Failure to Designate Hospice Care Coordinator and Ensure Timely Medication Management
Penalty
Summary
Facility staff failed to designate a member of the interdisciplinary team to coordinate care with the hospice provider for one resident, as required by the Nursing Facility Services Agreement. The agreement specified that the facility must participate in care coordination meetings, communicate regularly with hospice, and document such communications to ensure the needs of hospice patients are met. During interviews, facility leadership could not identify a specific individual responsible for hospice coordination, and no policy regarding hospice services was available. The resident involved had multiple complex diagnoses, including seizures, COPD, hypertension, heart failure, traumatic brain injury, major depressive disorder, and vascular dementia with psychotic disturbance. The resident was assessed as having moderate cognitive impairment and required maximum assistance with activities of daily living. The resident was receiving hospice services, but the care plan did not incorporate the resident's stated preferences from the MDS assessment, and interventions were limited to medication administration and monitoring.
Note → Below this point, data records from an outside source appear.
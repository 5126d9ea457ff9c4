//! Various constants used for laying out the chars of a line.

/// The char tabs are replaced with.
pub const TAB_REPLACEMENT: char = ' ';

/// The tab char.
pub const TAB: char = '\t';
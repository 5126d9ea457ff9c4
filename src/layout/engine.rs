//! The pen state machine that splits lines of text to fit the width of the canvas.
//!
//! For each char of a line, the engine asks the font for its advance and decides, on whole
//! pixels, whether it still fits before the right padding. If it doesn't, the pen goes back to
//! the start of the next line before the char is placed. The advance is only a hint for this
//! decision: once a char is drawn, the pen position reported by the rasterizer replaces the
//! engine's own.

use std::str::Chars;

use crate::config::LayoutConfig;
use crate::layout::constants::{TAB, TAB_REPLACEMENT};
use crate::layout::{Glyph, LayoutEvent, Metrics, Position};
use crate::units::Fixed;
use crate::Result;

/// Holds the pen across the lines of a whole rendering.
#[derive(Debug)]
pub struct Engine {
    /// The configuration, with the effective font size.
    config: LayoutConfig,

    /// The position of the next glyph.
    pen: Position,
}

impl Engine {
    /// Creates an engine with its pen on the first baseline.
    pub fn new(config: LayoutConfig) -> Engine {
        Engine {
            pen: config.first_baseline(),
            config,
        }
    }

    /// Returns the current pen position.
    pub fn pen(&self) -> Position {
        self.pen
    }

    /// Starts laying out a line of text.
    ///
    /// The returned iterator produces the events lazily. Every `Place` event must be followed by
    /// a call to `Line::advance_to` with the position the rasterizer reports.
    pub fn layout_line<'e, 't, M: Metrics>(
        &'e mut self,
        text: &'t str,
        metrics: &'e M,
    ) -> Line<'e, 't, M> {
        Line {
            engine: self,
            metrics,
            chars: text.chars(),
            pending: None,
            done: false,
        }
    }

    /// Returns whether a glyph with this advance would cross the right padding.
    fn overflows(&self, advance: Fixed) -> bool {
        self.pen.x.round() + advance.round() > self.config.right_edge()
    }

    /// Moves the pen to the beginning of the next line.
    ///
    /// The pen stays on the last representable baseline once it reaches the bottom of the fixed
    /// point range.
    fn new_line(&mut self) {
        self.pen.x = self.config.line_start();
        self.pen.y += self.config.line_advance();
    }
}

/// The lazy layout of a single line of text.
pub struct Line<'e, 't, M> {
    /// The engine owning the pen.
    engine: &'e mut Engine,

    /// Where advances come from.
    metrics: &'e M,

    /// The chars that remain to be laid out.
    chars: Chars<'t>,

    /// A glyph that caused a wrap and still needs to be placed.
    pending: Option<Glyph>,

    /// Whether the closing line break was emitted.
    done: bool,
}

impl<'e, 't, M: Metrics> Line<'e, 't, M> {
    /// Moves the pen where the rasterizer says it ended.
    pub fn advance_to(&mut self, pen: Position) {
        self.engine.pen = pen;
    }

    /// Returns the current pen position.
    pub fn pen(&self) -> Position {
        self.engine.pen
    }

    /// Finds the next glyph the font can display.
    fn next_glyph(&mut self) -> Result<Option<Glyph>> {
        while let Some(c) = self.chars.next() {
            let c = if c == TAB { TAB_REPLACEMENT } else { c };

            match self.metrics.glyph(c)? {
                Some(glyph) => return Ok(Some(glyph)),
                None => trace!("no glyph for {:?}, skipped", c),
            }
        }

        Ok(None)
    }
}

impl<'e, 't, M: Metrics> Iterator for Line<'e, 't, M> {
    type Item = Result<LayoutEvent>;

    fn next(&mut self) -> Option<Result<LayoutEvent>> {
        if let Some(glyph) = self.pending.take() {
            return Some(Ok(LayoutEvent::Place(glyph.glyph, self.engine.pen)));
        }

        if self.done {
            return None;
        }

        match self.next_glyph() {
            Ok(Some(glyph)) => {
                if self.engine.overflows(glyph.advance) {
                    trace!("{:?} overflows at {:?}, wrapping", glyph.glyph, self.engine.pen);
                    self.engine.new_line();
                    self.pending = Some(glyph);
                    Some(Ok(LayoutEvent::NewLine))
                } else {
                    Some(Ok(LayoutEvent::Place(glyph.glyph, self.engine.pen)))
                }
            }

            Ok(None) => {
                self.done = true;
                self.engine.new_line();
                Some(Ok(LayoutEvent::NewLine))
            }

            Err(e) => {
                self.done = true;
                Some(Err(e))
            }
        }
    }
}
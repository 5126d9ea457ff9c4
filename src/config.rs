//! This module defines the options that drive the rendering. They are read
//! from an optional TOML file and from the command line, and take default
//! values that are also provided by this module.
//!
//! A `Config` is the raw, user facing set of options. It is turned once into an
//! immutable `LayoutConfig` before anything is laid out.

use std::path::{Path, PathBuf};
use std::str::FromStr;
use std::{fmt, fs, result};

use serde::de::{self, Visitor};
use serde::{Deserialize, Deserializer, Serialize, Serializer};

use crate::layout::{effective_size, Position};
use crate::units::{Fixed, Pt};
use crate::{Error, Result};

/// Serializes a `Pt` structure.
// This is required to use in macro `serialize_with`.
#[allow(clippy::trivially_copy_pass_by_ref)]
pub fn serialize_pt<S: Serializer>(pt: &Pt, serializer: S) -> result::Result<S::Ok, S::Error> {
    serializer.serialize_f64(pt.0)
}

/// Deserializes a `Pt` structure.
pub fn deserialize_pt<'a, D: Deserializer<'a>>(deserializer: D) -> result::Result<Pt, D::Error> {
    deserializer.deserialize_f64(PtVisitor)
}

macro_rules! visit_from {
    ($visit: ident, $ty: ty) => {
        fn $visit<E>(self, value: $ty) -> result::Result<Self::Value, E>
        where
            E: de::Error,
        {
            Ok(Pt(f64::from(value)))
        }
    };
}

macro_rules! visit_as {
    ($visit: ident, $ty: ty) => {
        fn $visit<E>(self, value: $ty) -> result::Result<Self::Value, E>
        where
            E: de::Error,
        {
            Ok(Pt(value as f64))
        }
    };
}

/// Visitor for the `Pt` structure.
pub struct PtVisitor;

impl<'a> Visitor<'a> for PtVisitor {
    type Value = Pt;

    fn expecting(&self, formatter: &mut fmt::Formatter) -> fmt::Result {
        formatter.write_str("a floating point number")
    }

    visit_from!(visit_u8, u8);
    visit_from!(visit_u16, u16);
    visit_from!(visit_u32, u32);
    visit_as!(visit_u64, u64);
    visit_from!(visit_i8, i8);
    visit_from!(visit_i16, i16);
    visit_from!(visit_i32, i32);
    visit_as!(visit_i64, i64);
    visit_from!(visit_f32, f32);
    visit_from!(visit_f64, f64);
}

/// How the font engine adjusts glyph outlines to the pixel grid.
#[derive(Copy, Clone, Debug, PartialEq, Eq, Serialize, Deserialize)]
#[serde(rename_all = "lowercase")]
pub enum Hinting {
    /// Outlines are rendered as designed.
    None,

    /// Outlines and advances are snapped to the pixel grid.
    Full,
}

impl Default for Hinting {
    fn default() -> Hinting {
        Hinting::None
    }
}

impl FromStr for Hinting {
    type Err = Error;

    fn from_str(s: &str) -> Result<Hinting> {
        match s {
            "none" => Ok(Hinting::None),
            "full" => Ok(Hinting::Full),
            other => Err(Error::InvalidConfig(format!(
                "unknown hinting \"{}\", expected none or full",
                other
            ))),
        }
    }
}

/// Holds every option of a rendering, as given by the user.
#[derive(Clone, Debug, Serialize, Deserialize)]
#[serde(default, rename_all = "kebab-case")]
pub struct Config {
    /// The resolution, in dots per inch.
    pub dpi: f64,

    /// The path to the ttf font.
    pub font: Option<PathBuf>,

    /// The hinting passed to the font engine.
    pub hinting: Hinting,

    /// The requested font size, ignored when `chars` is positive.
    #[serde(serialize_with = "serialize_pt")]
    #[serde(deserialize_with = "deserialize_pt")]
    pub size: Pt,

    /// The width of the image, in pixels.
    pub width: i32,

    /// The height of the image, in pixels.
    pub height: i32,

    /// The left and right padding, in pixels.
    pub padding: i32,

    /// The number of chars per line the font size is derived from.
    ///
    /// Zero or a negative number keeps `size`.
    pub chars: i32,

    /// The line spacing, as a multiple of the font size.
    pub spacing: f64,

    /// Whether to draw white text on a black background.
    pub white_on_black: bool,
}

impl Default for Config {
    fn default() -> Config {
        Config {
            dpi: 240.0,
            font: None,
            hinting: Hinting::None,
            size: Pt(14.0),
            width: 940,
            height: 400,
            padding: 10,
            chars: 20,
            spacing: 1.0,
            white_on_black: false,
        }
    }
}

impl Config {
    /// Reads a configuration from a TOML file. Missing keys take their default value.
    pub fn from_file<P: AsRef<Path>>(path: P) -> Result<Config> {
        let content = fs::read_to_string(path.as_ref())
            .map_err(|e| Error::ConfigNotFound(PathBuf::from(path.as_ref()), e))?;
        Ok(toml::from_str(&content)?)
    }

    /// Returns the path of the font, or an error if none was given.
    pub fn font_path(&self) -> Result<&Path> {
        self.font
            .as_deref()
            .ok_or_else(|| Error::InvalidConfig(String::from("no font file given")))
    }

    /// Checks the configuration and freezes it into a `LayoutConfig`.
    pub fn layout(&self) -> Result<LayoutConfig> {
        if !(self.dpi.is_finite() && self.dpi > 0.0) {
            return Err(Error::InvalidConfig(format!(
                "dpi must be positive, got {}",
                self.dpi
            )));
        }

        if self.padding < 0 {
            return Err(Error::InvalidConfig(format!(
                "padding must not be negative, got {}",
                self.padding
            )));
        }

        if self.width > Fixed::MAX_PIXELS || self.height > Fixed::MAX_PIXELS {
            return Err(Error::InvalidConfig(format!(
                "image of {}x{} is too large, sides are limited to {} pixels",
                self.width,
                self.height,
                Fixed::MAX_PIXELS
            )));
        }

        if i64::from(self.width) <= 2 * i64::from(self.padding) {
            return Err(Error::InvalidConfig(format!(
                "width {} leaves no room between paddings of {}",
                self.width, self.padding
            )));
        }

        if self.height <= 0 {
            return Err(Error::InvalidConfig(format!(
                "height must be positive, got {}",
                self.height
            )));
        }

        if !(self.spacing.is_finite() && self.spacing >= 0.0) {
            return Err(Error::InvalidConfig(format!(
                "spacing must not be negative, got {}",
                self.spacing
            )));
        }

        let size = effective_size(self);

        if !(size.0.is_finite() && size.0 > 0.0) {
            return Err(Error::InvalidConfig(format!(
                "font size must be positive, got {}",
                size
            )));
        }

        if size.checked_to_fixed(self.dpi).is_none()
            || (size * self.spacing).checked_to_fixed(self.dpi).is_none()
        {
            return Err(Error::InvalidConfig(format!(
                "font size {} with spacing {} at {} dpi is too large",
                size, self.spacing, self.dpi
            )));
        }

        if self.chars > 0 && size != self.size {
            debug!("size {} overridden by {} chars per line", self.size, self.chars);
        }

        Ok(LayoutConfig {
            dpi: self.dpi,
            size,
            width: self.width,
            height: self.height,
            padding: self.padding,
            spacing: self.spacing,
        })
    }
}

/// The immutable configuration the layout engine works with.
///
/// The font size held here is the effective one.
#[derive(Copy, Clone, Debug, PartialEq)]
pub struct LayoutConfig {
    /// The resolution, in dots per inch.
    pub dpi: f64,

    /// The effective font size.
    pub size: Pt,

    /// The width of the canvas, in pixels.
    pub width: i32,

    /// The height of the canvas, in pixels.
    pub height: i32,

    /// The left and right padding, in pixels.
    pub padding: i32,

    /// The line spacing multiplier.
    pub spacing: f64,
}

impl LayoutConfig {
    /// The x coordinate every line starts at.
    pub fn line_start(&self) -> Fixed {
        Fixed::from_pixels(self.padding)
    }

    /// The rightmost pixel a glyph may reach without wrapping.
    pub fn right_edge(&self) -> i32 {
        self.width - self.padding
    }

    /// The vertical distance between two baselines.
    pub fn line_advance(&self) -> Fixed {
        (self.size * self.spacing).to_fixed(self.dpi)
    }

    /// The pen position of the first glyph of the first line.
    pub fn first_baseline(&self) -> Position {
        Position::new(
            self.line_start(),
            Fixed::from_pixels(self.size.to_fixed(self.dpi).round()),
        )
    }
}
Clinical record review revealed delays in entering hospice-ordered medications onto the Medication Administration Record (MAR), with some medications not added for several days and others never administered despite ongoing behavioral issues. Orders for discontinuing certain medications were not reflected in the MAR, and there was a lack of documentation regarding coordination between facility staff and hospice. These findings demonstrate a failure to meet contractual and regulatory requirements for hospice care coordination.